#### [Data provided]
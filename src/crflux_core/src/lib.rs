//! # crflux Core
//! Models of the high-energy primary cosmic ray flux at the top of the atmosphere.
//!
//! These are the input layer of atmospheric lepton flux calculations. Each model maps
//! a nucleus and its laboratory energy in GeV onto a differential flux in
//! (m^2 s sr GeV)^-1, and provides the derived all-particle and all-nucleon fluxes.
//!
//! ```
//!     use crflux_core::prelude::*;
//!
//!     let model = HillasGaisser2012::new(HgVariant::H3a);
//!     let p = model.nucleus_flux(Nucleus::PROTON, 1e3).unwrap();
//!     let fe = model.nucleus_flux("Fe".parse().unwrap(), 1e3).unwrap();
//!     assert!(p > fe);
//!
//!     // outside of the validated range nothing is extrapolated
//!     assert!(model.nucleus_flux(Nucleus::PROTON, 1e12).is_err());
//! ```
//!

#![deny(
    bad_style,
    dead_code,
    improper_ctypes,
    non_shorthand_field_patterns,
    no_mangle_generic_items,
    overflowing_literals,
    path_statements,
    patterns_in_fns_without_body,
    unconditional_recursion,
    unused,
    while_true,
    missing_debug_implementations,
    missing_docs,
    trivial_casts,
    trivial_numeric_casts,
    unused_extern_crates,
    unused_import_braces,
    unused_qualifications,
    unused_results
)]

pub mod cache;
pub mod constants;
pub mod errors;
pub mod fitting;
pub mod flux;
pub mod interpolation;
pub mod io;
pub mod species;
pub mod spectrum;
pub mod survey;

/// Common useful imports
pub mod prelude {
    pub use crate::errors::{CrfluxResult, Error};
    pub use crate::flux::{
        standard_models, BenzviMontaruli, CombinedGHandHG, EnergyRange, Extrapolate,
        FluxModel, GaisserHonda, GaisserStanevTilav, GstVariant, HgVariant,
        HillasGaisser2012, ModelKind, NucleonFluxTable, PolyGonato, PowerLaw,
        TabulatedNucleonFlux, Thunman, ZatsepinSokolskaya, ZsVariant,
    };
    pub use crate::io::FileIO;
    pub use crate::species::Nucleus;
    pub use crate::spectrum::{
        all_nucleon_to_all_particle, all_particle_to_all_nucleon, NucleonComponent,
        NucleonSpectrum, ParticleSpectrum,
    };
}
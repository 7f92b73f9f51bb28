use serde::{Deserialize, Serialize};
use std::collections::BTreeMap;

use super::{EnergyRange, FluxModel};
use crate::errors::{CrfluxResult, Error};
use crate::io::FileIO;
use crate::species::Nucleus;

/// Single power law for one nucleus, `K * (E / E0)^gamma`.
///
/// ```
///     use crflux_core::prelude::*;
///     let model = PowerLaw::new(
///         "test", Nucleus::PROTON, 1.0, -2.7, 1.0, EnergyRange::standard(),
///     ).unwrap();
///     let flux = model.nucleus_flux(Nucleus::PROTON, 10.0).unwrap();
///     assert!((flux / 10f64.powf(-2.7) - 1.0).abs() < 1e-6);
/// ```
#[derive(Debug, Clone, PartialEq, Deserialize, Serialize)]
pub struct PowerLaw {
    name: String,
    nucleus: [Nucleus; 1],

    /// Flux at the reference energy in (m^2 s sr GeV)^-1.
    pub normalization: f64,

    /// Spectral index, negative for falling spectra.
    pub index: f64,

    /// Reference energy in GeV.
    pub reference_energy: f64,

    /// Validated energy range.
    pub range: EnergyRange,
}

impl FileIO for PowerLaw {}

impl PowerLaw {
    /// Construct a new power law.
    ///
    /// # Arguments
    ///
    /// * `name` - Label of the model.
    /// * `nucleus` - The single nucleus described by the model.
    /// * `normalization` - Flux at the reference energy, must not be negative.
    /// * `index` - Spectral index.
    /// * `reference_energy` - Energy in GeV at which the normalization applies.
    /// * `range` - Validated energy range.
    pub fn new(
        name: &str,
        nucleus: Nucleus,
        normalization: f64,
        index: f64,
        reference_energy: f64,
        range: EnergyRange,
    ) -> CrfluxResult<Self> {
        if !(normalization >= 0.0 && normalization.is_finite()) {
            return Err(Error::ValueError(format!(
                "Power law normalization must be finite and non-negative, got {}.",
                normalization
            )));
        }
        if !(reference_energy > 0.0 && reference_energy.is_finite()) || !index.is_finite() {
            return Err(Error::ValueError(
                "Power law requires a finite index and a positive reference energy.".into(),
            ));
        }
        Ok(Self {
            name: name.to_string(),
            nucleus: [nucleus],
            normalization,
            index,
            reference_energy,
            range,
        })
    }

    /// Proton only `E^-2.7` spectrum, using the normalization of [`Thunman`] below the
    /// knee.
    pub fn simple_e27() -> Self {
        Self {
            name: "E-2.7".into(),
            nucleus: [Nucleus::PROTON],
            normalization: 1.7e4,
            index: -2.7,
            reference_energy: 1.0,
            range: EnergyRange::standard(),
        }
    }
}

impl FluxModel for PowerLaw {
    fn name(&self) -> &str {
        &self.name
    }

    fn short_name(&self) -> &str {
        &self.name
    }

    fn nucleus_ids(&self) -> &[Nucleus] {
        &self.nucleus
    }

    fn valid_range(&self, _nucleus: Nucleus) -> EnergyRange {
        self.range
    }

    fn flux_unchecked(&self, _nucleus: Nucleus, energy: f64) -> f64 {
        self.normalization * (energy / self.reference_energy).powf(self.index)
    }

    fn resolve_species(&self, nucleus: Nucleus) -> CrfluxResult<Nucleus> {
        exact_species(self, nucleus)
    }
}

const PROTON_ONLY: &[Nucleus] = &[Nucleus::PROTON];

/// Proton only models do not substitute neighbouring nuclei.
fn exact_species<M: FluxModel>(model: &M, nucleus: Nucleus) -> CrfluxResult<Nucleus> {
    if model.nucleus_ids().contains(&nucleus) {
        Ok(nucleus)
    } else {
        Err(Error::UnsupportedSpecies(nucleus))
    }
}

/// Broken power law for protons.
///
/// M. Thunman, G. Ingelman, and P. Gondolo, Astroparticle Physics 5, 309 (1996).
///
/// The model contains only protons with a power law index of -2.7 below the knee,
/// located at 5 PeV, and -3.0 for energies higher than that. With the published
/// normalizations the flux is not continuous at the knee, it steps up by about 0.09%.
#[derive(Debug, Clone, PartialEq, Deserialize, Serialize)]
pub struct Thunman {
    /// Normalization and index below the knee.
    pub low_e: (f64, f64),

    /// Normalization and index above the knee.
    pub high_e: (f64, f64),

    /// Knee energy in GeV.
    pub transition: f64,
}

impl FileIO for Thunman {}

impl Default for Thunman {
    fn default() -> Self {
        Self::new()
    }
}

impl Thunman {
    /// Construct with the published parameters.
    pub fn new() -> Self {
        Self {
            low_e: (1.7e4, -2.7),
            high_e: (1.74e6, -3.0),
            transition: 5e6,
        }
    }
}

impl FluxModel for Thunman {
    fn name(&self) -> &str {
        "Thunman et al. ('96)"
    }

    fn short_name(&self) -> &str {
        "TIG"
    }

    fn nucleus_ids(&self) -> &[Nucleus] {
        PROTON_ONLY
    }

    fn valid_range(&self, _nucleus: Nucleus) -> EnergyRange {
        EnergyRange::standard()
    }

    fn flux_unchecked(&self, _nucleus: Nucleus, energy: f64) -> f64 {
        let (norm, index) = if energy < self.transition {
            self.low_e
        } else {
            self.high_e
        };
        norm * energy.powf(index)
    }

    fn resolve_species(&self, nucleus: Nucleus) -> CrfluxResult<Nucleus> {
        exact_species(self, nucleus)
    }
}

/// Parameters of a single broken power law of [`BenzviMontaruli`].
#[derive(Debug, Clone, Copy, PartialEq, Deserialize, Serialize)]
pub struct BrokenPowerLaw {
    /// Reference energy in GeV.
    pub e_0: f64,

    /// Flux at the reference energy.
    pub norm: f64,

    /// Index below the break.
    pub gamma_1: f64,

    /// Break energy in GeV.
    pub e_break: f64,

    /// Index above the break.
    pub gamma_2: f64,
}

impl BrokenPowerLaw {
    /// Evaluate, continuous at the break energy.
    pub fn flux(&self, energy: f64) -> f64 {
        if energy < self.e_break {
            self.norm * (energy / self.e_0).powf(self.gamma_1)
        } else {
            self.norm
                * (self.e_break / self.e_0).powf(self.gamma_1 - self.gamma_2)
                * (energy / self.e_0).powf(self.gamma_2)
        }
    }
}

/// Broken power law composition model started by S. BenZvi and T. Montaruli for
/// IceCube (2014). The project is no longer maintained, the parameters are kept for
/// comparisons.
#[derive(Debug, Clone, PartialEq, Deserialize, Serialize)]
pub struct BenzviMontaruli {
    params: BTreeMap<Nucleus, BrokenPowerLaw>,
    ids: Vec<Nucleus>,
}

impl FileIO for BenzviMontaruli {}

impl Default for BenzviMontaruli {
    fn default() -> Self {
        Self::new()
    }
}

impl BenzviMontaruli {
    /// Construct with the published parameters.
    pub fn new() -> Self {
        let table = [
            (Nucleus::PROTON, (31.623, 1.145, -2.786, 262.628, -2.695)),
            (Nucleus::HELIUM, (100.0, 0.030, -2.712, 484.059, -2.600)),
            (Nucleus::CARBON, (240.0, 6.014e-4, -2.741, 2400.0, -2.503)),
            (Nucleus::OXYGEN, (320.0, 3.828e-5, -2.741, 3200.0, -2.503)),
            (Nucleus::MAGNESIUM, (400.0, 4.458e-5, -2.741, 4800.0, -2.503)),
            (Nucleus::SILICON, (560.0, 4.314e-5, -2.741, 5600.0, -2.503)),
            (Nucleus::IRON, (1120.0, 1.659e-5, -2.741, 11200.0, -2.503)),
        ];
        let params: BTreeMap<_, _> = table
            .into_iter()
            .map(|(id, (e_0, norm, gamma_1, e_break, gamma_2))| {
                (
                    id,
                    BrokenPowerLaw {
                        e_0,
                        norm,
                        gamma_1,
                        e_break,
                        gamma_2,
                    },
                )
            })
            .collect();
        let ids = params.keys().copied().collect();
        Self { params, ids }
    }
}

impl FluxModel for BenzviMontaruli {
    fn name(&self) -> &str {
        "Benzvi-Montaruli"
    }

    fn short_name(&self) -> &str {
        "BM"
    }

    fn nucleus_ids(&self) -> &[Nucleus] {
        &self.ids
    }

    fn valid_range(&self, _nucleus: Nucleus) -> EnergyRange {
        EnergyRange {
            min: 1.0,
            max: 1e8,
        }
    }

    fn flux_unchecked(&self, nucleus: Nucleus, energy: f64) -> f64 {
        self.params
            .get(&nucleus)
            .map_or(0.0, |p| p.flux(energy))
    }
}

* * *

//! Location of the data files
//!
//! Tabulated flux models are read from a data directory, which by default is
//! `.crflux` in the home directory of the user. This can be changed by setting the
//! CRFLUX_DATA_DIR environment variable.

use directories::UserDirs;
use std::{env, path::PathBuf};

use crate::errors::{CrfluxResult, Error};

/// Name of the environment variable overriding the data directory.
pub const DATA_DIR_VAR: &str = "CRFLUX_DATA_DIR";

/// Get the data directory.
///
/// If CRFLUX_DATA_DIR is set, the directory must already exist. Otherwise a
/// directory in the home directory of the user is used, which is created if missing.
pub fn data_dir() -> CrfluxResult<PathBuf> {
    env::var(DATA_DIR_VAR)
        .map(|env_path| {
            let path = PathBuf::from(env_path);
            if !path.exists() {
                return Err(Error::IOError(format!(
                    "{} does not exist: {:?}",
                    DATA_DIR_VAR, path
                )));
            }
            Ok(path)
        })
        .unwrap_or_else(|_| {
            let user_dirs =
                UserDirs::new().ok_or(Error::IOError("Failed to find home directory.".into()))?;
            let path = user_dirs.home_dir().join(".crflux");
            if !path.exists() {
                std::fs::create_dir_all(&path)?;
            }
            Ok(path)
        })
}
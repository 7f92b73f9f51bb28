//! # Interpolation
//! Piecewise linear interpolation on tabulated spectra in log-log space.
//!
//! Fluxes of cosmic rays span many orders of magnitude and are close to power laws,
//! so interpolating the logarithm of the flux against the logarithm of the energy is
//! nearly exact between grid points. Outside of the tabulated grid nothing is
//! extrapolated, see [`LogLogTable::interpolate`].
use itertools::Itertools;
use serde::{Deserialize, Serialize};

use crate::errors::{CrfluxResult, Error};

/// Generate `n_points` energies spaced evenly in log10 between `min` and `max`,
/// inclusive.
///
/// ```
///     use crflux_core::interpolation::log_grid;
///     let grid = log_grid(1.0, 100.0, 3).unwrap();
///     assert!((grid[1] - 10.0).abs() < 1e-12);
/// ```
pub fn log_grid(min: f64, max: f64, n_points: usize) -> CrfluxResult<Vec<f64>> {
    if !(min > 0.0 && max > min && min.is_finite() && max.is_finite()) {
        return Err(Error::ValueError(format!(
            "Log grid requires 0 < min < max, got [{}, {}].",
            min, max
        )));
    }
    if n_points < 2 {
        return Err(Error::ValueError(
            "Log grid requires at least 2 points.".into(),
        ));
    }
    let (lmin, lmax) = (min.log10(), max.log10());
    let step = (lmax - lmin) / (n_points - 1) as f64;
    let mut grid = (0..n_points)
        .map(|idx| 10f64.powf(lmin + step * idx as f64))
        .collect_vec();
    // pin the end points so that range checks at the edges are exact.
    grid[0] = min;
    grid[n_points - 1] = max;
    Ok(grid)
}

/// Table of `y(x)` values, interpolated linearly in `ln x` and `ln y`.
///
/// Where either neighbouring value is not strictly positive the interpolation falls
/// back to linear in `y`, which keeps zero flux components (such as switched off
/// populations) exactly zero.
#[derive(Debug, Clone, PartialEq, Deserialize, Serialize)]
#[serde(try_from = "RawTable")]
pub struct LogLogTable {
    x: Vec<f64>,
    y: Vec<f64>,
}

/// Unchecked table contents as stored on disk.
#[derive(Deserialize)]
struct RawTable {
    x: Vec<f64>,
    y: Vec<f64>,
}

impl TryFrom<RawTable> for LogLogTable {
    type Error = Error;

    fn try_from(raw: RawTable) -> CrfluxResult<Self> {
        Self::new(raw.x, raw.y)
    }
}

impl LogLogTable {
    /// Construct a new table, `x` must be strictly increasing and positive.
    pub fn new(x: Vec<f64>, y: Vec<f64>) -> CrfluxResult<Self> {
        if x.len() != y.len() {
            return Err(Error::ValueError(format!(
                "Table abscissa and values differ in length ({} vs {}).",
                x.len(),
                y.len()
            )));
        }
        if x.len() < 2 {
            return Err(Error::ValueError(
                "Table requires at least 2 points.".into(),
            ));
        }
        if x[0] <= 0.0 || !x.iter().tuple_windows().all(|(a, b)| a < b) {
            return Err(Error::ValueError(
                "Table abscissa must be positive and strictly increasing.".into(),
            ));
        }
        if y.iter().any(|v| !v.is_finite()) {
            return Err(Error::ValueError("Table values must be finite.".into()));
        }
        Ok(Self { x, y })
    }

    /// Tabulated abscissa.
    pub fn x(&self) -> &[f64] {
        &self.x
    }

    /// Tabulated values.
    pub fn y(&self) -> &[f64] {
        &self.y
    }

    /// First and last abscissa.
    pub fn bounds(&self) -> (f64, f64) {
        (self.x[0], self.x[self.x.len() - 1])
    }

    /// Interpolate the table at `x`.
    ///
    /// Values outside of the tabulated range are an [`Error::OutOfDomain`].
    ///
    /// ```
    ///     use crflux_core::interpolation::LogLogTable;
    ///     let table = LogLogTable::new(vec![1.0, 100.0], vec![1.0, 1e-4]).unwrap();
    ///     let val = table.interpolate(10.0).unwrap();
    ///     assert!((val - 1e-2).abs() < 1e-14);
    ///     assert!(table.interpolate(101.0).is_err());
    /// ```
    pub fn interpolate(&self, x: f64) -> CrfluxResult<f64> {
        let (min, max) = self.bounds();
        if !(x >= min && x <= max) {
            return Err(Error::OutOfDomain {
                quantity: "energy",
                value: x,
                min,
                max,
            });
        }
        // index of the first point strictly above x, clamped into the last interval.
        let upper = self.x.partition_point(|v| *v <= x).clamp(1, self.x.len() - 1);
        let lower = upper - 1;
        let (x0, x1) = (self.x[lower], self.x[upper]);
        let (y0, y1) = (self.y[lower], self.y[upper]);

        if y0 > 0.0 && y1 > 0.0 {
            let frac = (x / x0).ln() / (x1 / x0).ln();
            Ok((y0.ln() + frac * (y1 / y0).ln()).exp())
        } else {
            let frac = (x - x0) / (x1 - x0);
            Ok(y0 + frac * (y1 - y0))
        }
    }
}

* * *

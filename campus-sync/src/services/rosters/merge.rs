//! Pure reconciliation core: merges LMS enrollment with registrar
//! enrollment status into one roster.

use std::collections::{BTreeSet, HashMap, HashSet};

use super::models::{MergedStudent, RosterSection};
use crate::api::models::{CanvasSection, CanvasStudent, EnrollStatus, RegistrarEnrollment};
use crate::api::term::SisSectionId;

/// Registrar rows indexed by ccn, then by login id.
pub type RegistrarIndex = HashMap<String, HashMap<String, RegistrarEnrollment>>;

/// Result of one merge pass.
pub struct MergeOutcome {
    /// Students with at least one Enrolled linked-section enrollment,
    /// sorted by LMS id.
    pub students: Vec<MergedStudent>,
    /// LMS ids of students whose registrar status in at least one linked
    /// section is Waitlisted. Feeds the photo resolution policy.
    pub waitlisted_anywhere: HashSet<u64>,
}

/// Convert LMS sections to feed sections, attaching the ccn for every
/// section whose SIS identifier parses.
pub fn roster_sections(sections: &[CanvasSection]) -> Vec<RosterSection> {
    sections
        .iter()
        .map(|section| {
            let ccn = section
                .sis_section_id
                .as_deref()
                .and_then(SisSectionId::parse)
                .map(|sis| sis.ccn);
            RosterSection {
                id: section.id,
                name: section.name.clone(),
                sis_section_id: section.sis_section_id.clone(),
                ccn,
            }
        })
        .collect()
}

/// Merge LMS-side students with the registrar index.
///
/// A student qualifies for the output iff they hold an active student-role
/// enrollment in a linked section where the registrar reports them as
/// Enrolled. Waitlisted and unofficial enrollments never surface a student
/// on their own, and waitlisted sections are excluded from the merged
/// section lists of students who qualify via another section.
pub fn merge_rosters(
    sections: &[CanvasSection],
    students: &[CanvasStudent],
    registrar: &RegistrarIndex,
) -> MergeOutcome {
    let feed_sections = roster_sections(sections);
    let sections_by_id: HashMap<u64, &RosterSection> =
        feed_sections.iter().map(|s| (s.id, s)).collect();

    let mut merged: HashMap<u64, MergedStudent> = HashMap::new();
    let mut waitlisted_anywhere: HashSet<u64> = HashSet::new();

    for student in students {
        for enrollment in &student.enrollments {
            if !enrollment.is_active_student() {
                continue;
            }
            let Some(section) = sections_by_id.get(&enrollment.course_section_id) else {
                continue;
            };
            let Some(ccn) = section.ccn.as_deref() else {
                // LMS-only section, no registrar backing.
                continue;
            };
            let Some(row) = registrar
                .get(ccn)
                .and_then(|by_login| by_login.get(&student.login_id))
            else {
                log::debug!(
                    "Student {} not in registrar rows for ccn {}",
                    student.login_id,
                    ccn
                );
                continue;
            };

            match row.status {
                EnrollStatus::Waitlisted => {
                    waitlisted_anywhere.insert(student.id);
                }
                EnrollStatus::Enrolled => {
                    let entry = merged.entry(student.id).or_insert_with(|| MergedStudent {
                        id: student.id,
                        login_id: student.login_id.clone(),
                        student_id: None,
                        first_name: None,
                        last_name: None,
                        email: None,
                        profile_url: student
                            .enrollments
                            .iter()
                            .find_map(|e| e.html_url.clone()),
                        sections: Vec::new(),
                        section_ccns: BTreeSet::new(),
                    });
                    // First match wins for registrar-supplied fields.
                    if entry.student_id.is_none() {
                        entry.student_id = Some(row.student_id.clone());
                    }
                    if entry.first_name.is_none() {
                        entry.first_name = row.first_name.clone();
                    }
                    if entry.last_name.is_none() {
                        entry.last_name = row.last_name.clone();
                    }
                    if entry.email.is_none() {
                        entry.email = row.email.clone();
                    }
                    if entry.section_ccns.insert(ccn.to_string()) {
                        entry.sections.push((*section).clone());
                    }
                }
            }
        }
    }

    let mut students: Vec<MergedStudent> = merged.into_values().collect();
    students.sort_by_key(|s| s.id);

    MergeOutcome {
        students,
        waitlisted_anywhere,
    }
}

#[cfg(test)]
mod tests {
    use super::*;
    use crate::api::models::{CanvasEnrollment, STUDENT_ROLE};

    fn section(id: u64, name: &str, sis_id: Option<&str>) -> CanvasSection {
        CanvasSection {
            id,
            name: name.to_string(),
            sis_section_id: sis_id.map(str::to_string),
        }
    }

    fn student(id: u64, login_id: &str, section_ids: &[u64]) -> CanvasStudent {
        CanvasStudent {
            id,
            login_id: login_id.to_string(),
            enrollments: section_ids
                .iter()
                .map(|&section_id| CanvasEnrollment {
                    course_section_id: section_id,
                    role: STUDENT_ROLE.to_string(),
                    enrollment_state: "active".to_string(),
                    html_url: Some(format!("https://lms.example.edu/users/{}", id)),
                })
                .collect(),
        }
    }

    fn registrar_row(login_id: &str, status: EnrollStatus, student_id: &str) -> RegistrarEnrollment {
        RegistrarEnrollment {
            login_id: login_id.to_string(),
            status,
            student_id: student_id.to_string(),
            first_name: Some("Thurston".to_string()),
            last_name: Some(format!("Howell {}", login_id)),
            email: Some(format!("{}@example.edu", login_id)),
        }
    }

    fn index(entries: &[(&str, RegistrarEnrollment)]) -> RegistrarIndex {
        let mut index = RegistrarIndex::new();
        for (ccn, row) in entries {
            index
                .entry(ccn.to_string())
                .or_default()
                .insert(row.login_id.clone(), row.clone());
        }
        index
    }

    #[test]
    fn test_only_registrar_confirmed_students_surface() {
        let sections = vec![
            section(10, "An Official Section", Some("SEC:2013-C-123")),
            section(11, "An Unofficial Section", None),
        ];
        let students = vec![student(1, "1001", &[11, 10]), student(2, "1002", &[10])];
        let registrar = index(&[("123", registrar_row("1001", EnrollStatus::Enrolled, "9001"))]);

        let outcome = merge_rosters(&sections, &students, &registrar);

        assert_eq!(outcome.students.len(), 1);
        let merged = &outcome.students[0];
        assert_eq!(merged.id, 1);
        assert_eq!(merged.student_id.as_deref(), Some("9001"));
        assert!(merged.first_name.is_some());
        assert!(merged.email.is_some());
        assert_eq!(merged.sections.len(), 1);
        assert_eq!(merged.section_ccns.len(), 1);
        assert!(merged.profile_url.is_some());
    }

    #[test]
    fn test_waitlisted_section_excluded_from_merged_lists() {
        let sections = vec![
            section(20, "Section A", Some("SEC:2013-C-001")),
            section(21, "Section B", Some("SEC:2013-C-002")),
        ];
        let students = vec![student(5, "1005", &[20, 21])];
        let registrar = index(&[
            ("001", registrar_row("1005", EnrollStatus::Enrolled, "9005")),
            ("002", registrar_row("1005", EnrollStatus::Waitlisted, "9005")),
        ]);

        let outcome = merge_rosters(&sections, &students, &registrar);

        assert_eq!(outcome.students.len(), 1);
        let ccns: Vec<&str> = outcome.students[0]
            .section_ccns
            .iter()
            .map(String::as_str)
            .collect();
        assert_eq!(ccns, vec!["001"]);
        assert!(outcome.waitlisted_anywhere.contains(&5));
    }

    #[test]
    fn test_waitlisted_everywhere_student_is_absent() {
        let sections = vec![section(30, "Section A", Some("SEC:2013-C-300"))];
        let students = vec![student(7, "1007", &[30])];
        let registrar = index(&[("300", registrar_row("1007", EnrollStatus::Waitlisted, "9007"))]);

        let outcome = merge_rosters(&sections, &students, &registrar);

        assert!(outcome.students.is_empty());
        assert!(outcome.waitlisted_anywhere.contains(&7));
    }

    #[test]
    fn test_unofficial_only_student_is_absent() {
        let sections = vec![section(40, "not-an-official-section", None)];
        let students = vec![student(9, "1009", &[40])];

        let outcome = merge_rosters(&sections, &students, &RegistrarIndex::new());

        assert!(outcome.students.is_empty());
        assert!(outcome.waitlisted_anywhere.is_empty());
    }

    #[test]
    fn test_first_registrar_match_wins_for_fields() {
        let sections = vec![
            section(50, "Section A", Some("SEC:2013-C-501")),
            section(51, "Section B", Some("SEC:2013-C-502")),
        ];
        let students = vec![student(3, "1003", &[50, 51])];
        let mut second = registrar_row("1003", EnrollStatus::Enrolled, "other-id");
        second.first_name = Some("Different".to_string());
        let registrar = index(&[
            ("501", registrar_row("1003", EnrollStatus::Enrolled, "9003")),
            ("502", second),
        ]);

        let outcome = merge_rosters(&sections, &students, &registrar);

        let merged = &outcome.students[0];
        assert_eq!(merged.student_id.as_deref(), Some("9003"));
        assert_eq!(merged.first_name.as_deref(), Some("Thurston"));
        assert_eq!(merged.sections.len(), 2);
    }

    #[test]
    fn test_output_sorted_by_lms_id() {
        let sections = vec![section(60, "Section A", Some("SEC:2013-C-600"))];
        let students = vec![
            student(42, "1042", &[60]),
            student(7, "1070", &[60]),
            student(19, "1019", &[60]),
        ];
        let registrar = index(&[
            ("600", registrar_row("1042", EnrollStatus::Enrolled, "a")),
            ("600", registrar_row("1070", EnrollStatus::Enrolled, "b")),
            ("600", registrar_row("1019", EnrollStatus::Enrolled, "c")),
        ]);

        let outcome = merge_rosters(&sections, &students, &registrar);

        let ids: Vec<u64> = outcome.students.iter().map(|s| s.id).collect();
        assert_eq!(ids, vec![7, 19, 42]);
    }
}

#### [What you will do]
Go through the listing above and write out exactly the lines starting with the one holding "filename src/crflux_core/src/lib.rs" and running through the one holding "Each model maps", ends included, and no others.

#### [Written reply]
filename src/crflux_core/src/lib.rs
//! # crflux Core
//! Models of the high-energy primary cosmic ray flux at the top of the atmosphere.
//!
//! These are the input layer of atmospheric lepton flux calculations. Each model maps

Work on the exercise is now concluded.